ホエールキャプチャの曾祖母タレンティドガールは、今から24年前、3歳になったばかりの正月明けにデビュー。未勝利を勝ち上がったのは3戦目で、2月半ばのことだった。
このため桜花賞は間に合わなかったが、格下の身(11番人気)で出たオークスで3着に好走。その秋、エリザベス女王杯(当時は2400m)に出走し、“牝馬三冠”を目指すマックスビューティを退けて、戴冠のゴールを駆け抜けた。
父のリマンドはステイヤー血統で、代表産駒にオペックホース(ダービー)、テンモン(オークス)、アグネスレディー(オークス)がいた。後年、母の父としてもメジロマックイーン(菊花賞、天皇賞・春)を出している。
また、タレンティドガールの半兄ニッポーテイオーは、2週前の天皇賞・秋を勝ったばかり。兄妹による連続GI制覇のおまけ付きだった。「ステイヤー血統の父と、名牝系の底力」に、長距離大レースにおける血の重要性を、思い知らされたものである。
4年後の1991年、生産牧場で馬主でもあった千代田牧場は、タレンティドガールを欧州に送り込んだ。時の名馬ナシュワン(英ダービー)を付け、「スタミナ、成長力に富む世界レベルの名牝系に押し上げたい」という夢からだった。
生まれたエミネントガールの繁殖成績は、期待に応えてくれるものではなかったが、孫の代になってホエールキャプチャが誕生。あの20年前の熱い思いが、やっと実を結び始めた。

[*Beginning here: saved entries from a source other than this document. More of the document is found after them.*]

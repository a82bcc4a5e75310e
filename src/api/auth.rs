//! Static token guard
//!
//! Every protected route requires the configured token, sent either in the
//! `X-API-Token` header or the `api_token` query parameter.

use axum::{
    extract::{Query, Request, State},
    http::HeaderMap,
    middleware::Next,
    response::Response,
};
use serde::Deserialize;
use tracing::warn;

use super::AppState;
use crate::error::{CacheError, Result};

/// Header carrying the API token.
pub const TOKEN_HEADER: &str = "x-api-token";

#[derive(Debug, Deserialize)]
pub struct TokenQuery {
    api_token: Option<String>,
}

/// Rejects requests without the configured token.
pub async fn require_token(
    State(state): State<AppState>,
    Query(query): Query<TokenQuery>,
    headers: HeaderMap,
    request: Request,
    next: Next,
) -> Result<Response> {
    let Some(expected) = state.api_token.as_deref() else {
        warn!("Rejecting request: no API token configured");
        return Err(CacheError::TokenNotConfigured);
    };

    let presented = headers
        .get(TOKEN_HEADER)
        .and_then(|value| value.to_str().ok())
        .or(query.api_token.as_deref());

    match presented {
        Some(token) if tokens_match(token, expected) => Ok(next.run(request).await),
        Some(_) => {
            warn!("Rejecting request to {}: invalid API token", request.uri().path());
            Err(CacheError::Unauthorized)
        }
        None => {
            warn!("Rejecting request to {}: missing API token", request.uri().path());
            Err(CacheError::Unauthorized)
        }
    }
}

/// Compares tokens in time independent of where they first differ.
fn tokens_match(presented: &str, expected: &str) -> bool {
    let (presented, expected) = (presented.as_bytes(), expected.as_bytes());
    if presented.len() != expected.len() {
        return false;
    }
    presented
        .iter()
        .zip(expected)
        .fold(0u8, |diff, (a, b)| diff | (a ^ b))
        == 0
}
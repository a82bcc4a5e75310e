//! API Routes
//!
//! Configures the Axum router with all catalog endpoints.

use axum::{
    middleware,
    routing::{delete, get},
    Router,
};
use tower_http::{
    cors::{Any, CorsLayer},
    trace::TraceLayer,
};

use super::auth::require_token;
use super::handlers::{
    cache_stats_handler, clear_cache_handler, clear_entry_handler, health_handler,
    search_handler, statistics_handler, AppState,
};

/// Creates the main router with all endpoints configured.
///
/// # Endpoints
/// - `GET /statistics` - Library counts (token required)
/// - `GET /books/search` - Title/author search (token required)
/// - `GET /cache/stats` - Cache statistics (token required)
/// - `DELETE /cache` - Clear the whole cache (token required)
/// - `DELETE /cache/entry?key=` - Clear one cache entry (token required)
/// - `GET /health` - Health check endpoint
///
/// # Middleware
/// - Token guard on every route except `/health`
/// - CORS: Allows any origin
/// - Tracing: Logs all requests
pub fn create_router(state: AppState) -> Router {
    let cors = CorsLayer::new()
        .allow_origin(Any)
        .allow_methods(Any)
        .allow_headers(Any);

    Router::new()
        .route("/statistics", get(statistics_handler))
        .route("/books/search", get(search_handler))
        .route("/cache/stats", get(cache_stats_handler))
        .route("/cache", delete(clear_cache_handler))
        .route("/cache/entry", delete(clear_entry_handler))
        .route_layer(middleware::from_fn_with_state(state.clone(), require_token))
        .route("/health", get(health_handler))
        .layer(cors)
        .layer(TraceLayer::new_for_http())
        .with_state(state)
}
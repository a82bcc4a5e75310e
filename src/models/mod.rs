//! Request and Response models for the catalog API
//!
//! This module defines the DTOs (Data Transfer Objects) used for
//! serializing/deserializing HTTP request and response bodies.

pub mod requests;
pub mod responses;

// Re-export commonly used types
pub use requests::{BookSearchParams, ClearEntryQuery, MAX_SEARCH_LIMIT};
pub use responses::{Book, CacheStatsResponse, ClearResponse, HealthResponse, LibraryStats};
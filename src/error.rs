//! Error types for the catalog cache service
//!
//! Provides unified error handling using thiserror.

use axum::{
    extract::rejection::QueryRejection,
    http::StatusCode,
    response::{IntoResponse, Response},
    Json,
};
use serde_json::json;
use thiserror::Error;

// == Cache Error Enum ==
/// Unified error type for the catalog cache service.
#[derive(Error, Debug)]
pub enum CacheError {
    /// Configuration rejected at construction time
    #[error("Invalid configuration: {0}")]
    InvalidConfig(String),

    /// Invalid request data
    #[error("Invalid request: {0}")]
    InvalidRequest(String),

    /// Missing or wrong API token
    #[error("Invalid API token")]
    Unauthorized,

    /// No API token configured on the server side
    #[error("API token not configured")]
    TokenNotConfigured,

    /// Catalog database failure
    #[error("Catalog error: {0}")]
    Catalog(String),

    /// Snapshot file could not be read or written
    #[error("Snapshot error: {0}")]
    Snapshot(String),

    /// Internal server error
    #[error("Internal error: {0}")]
    Internal(String),
}

impl From<rusqlite::Error> for CacheError {
    fn from(err: rusqlite::Error) -> Self {
        CacheError::Catalog(err.to_string())
    }
}

impl From<QueryRejection> for CacheError {
    fn from(rejection: QueryRejection) -> Self {
        CacheError::InvalidRequest(rejection.body_text())
    }
}

// == IntoResponse Implementation ==
impl IntoResponse for CacheError {
    fn into_response(self) -> Response {
        let status = match &self {
            CacheError::InvalidRequest(_) => StatusCode::BAD_REQUEST,
            CacheError::Unauthorized => StatusCode::FORBIDDEN,
            CacheError::InvalidConfig(_)
            | CacheError::TokenNotConfigured
            | CacheError::Catalog(_)
            | CacheError::Snapshot(_)
            | CacheError::Internal(_) => StatusCode::INTERNAL_SERVER_ERROR,
        };

        let body = Json(json!({
            "error": self.to_string()
        }));

        (status, body).into_response()
    }
}

// == Result Type Alias ==
/// Convenience Result type for the catalog cache service.
pub type Result<T> = std::result::Result<T, CacheError>;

確かに父のクロフネは、スタミナ、成長力、クラシックの底力に不安がある。しかし、母系にはリマンド、ナシュワンと2代続けて欧州のステイヤー血統が流れ、さらにそこにサンデーが注入されている。2400mのスタミナに問題はないだろう。
「20年前の熱い思いが、オークスで結実」
たまには、そんな血のドラマを見てみたい。